Monitor: Hundreds freed in Syria prisoner amnesty
BEIRUT — Hundreds of Syrians have been released from government prisons after an amnesty granted by President Bashar Al-Assad to mark his re-election this week, a monitoring group said Friday.
The Syrian Observatory for Human Rights said 320 prisoners were released from northern Aleppo Central prison on Wednesday as Assad’s victory in presidential elections was announced.
The Britain-based group said 480 other prisoners, including 80 women, would be freed from Adra prison in Damascus province.
Several dozen were freed Friday from Adra, while the rest of the 480 slated to walk free were transferred to a municipal building pending their release, the monitoring group said.
The Observatory said that all the Adra prisoners to be released had been held on charges of “terrorism,” a term the government uses for those involved in the uprising.
An estimated 18,000 people are being held in Syria’s prisons.
Around 3,500 detainees are believed to be held at Aleppo’s Central prison, which rebels have repeatedly attacked since April 2013.

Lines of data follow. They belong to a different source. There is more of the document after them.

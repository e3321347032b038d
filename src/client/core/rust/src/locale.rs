/* src/client/core/rust/src/locale.rs */

use std::fmt;

use serde::{Deserialize, Serialize};

/// Display language of the page. Stored under the `language` preference key
/// and used as the `data-*` attribute suffix of translatable elements.
#[derive(Debug, Default, Clone, Copy, PartialEq, Eq, Hash, Serialize, Deserialize)]
#[serde(rename_all = "lowercase")]
pub enum Language {
  #[default]
  Zh,
  En,
}

impl Language {
  pub const ALL: [Language; 2] = [Language::Zh, Language::En];

  pub fn as_str(self) -> &'static str {
    match self {
      Self::Zh => "zh",
      Self::En => "en",
    }
  }

  /// Parse a stored or attribute value. Unknown values yield `None` so
  /// callers can fall back to their default.
  pub fn parse(value: &str) -> Option<Self> {
    match value.trim() {
      "zh" => Some(Self::Zh),
      "en" => Some(Self::En),
      _ => None,
    }
  }

  /// Name of the data attribute carrying this language's string.
  pub fn data_attribute(self) -> &'static str {
    match self {
      Self::Zh => "data-zh",
      Self::En => "data-en",
    }
  }
}

impl fmt::Display for Language {
  fn fmt(&self, f: &mut fmt::Formatter<'_>) -> fmt::Result {
    f.write_str(self.as_str())
  }
}

/// A string pair, one per language. Either side may be missing.
#[derive(Debug, Clone, Default, PartialEq, Eq)]
pub struct Localized {
  pub zh: Option<String>,
  pub en: Option<String>,
}

impl Localized {
  pub fn new(zh: impl Into<String>, en: impl Into<String>) -> Self {
    Self { zh: Some(zh.into()), en: Some(en.into()) }
  }

  pub fn get(&self, lang: Language) -> Option<&str> {
    match lang {
      Language::Zh => self.zh.as_deref(),
      Language::En => self.en.as_deref(),
    }
  }

  pub fn is_complete(&self) -> bool {
    self.zh.is_some() && self.en.is_some()
  }
}

// --- Built-in UI messages ---

#[derive(Debug, Clone, Copy, PartialEq, Eq)]
pub enum Message {
  Copied,
  CopyFailed,
  ClickToCopy,
  ComingSoon,
  QrUploadTitle,
  QrUploadBody,
}

impl Message {
  pub fn text(self, lang: Language) -> &'static str {
    match (self, lang) {
      (Self::Copied, Language::Zh) => "已复制到剪贴板",
      (Self::Copied, Language::En) => "Copied to clipboard",
      (Self::CopyFailed, Language::Zh) => "复制失败",
      (Self::CopyFailed, Language::En) => "Copy failed",
      (Self::ClickToCopy, Language::Zh) => "点击复制",
      (Self::ClickToCopy, Language::En) => "Click to copy",
      (Self::ComingSoon, Language::Zh) => "建设中",
      (Self::ComingSoon, Language::En) => "Coming soon",
      (Self::QrUploadTitle, Language::Zh) => "二维码上传",
      (Self::QrUploadTitle, Language::En) => "QR Code Upload",
      (Self::QrUploadBody, Language::Zh) => "替换此区域为您的微信公众号二维码",
      (Self::QrUploadBody, Language::En) => "Replace this area with your WeChat QR code",
    }
  }
}
/* src/client/web/wasm/src/clipboard.rs */

use js_sys::Reflect;
use landing_core::{Clipboard, LandingError, Result};
use wasm_bindgen::JsValue;
use wasm_bindgen_futures::JsFuture;

/// `navigator.clipboard`, only present in secure contexts.
pub struct BrowserClipboard;

impl Clipboard for BrowserClipboard {
  async fn write_text(&self, text: &str) -> Result<()> {
    let window = web_sys::window().ok_or_else(|| LandingError::clipboard("no window"))?;
    let navigator = window.navigator();
    let available = Reflect::has(&navigator, &JsValue::from_str("clipboard")).unwrap_or(false);
    if !available {
      return Err(LandingError::clipboard("clipboard API unavailable (insecure context?)"));
    }
    let promise = navigator.clipboard().write_text(text);
    JsFuture::from(promise)
      .await
      .map(|_| ())
      .map_err(|e| LandingError::clipboard(format!("{e:?}")))
  }
}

Last month, Syrian troops ended a year-long rebel siege of the prison, with tanks and armored vehicles rolling into the grounds of the sprawling facility.
Conditions inside the prison are reportedly dire, and the Observatory says 600 prisoners have died there because of lack of food and medicine as well as bombardment.
Observatory director Rami Abdel Rahman, citing lawyers for detainees, told AFP that the prisoner releases were reportedly a post-election “gesture” by Assad.
He won a new seven-year term with nearly 90 percent of votes cast in Tuesday’s election, which the opposition and much of the international community have slammed as a “farce.”
Assad faced two little known candidates in the election.
Meanwhile, Hezbollah chief Hassan Nasrallah has said Assad’s re-election this week proves that any solution to the country’s conflict “begins and ends” with the embattled leader.
“The elections proved that a political solution in Syria begins and ends with President Bashar Al-Assad,” Nasrallah, a key ally of Assad’s regime, said in a televised address.
Assad won a new seven-year term in the country’s first multi-candidate presidential vote on Tuesday, scooping nearly 90 percent in an election dismissed by the opposition and its international backers as a “farce.”
Nasrallah dismissed the opposition key demand of Assad’s departure from office as a condition for any peace agreement.
“There is a president who has been elected by millions for a new seven-year term,” he said.
“Those who want to work for a political solution must talk to him, negotiate with him and reach a solution with him.”
Nasrallah, who has sent Hezbollah fighters to Syria to battle alongside Assad’s regime, called for an end to bloodshed and new negotiations.
“We call on combatants … to move towards reconciliation and dialogue, looking for political exits to stop the bloodshed,” he said.
“This fighting will only increase destruction in your country and add to the bloodshed,” he said, addressing the opposition.
“Everyone should recognize and acknowledge that war in Syria will not lead to others taking control of it,” he said, ruling out regime change through conflict.
The conflict began in March 2011 with peaceful protests against Assad’s rule and spiraled into a bloody war that has killed more than 162,000 people.
Nasrallah said Assad’s re-election was a “political and popular declaration of the failure of war,” and said any solution required an “end to the support of extremist groups in Syria.”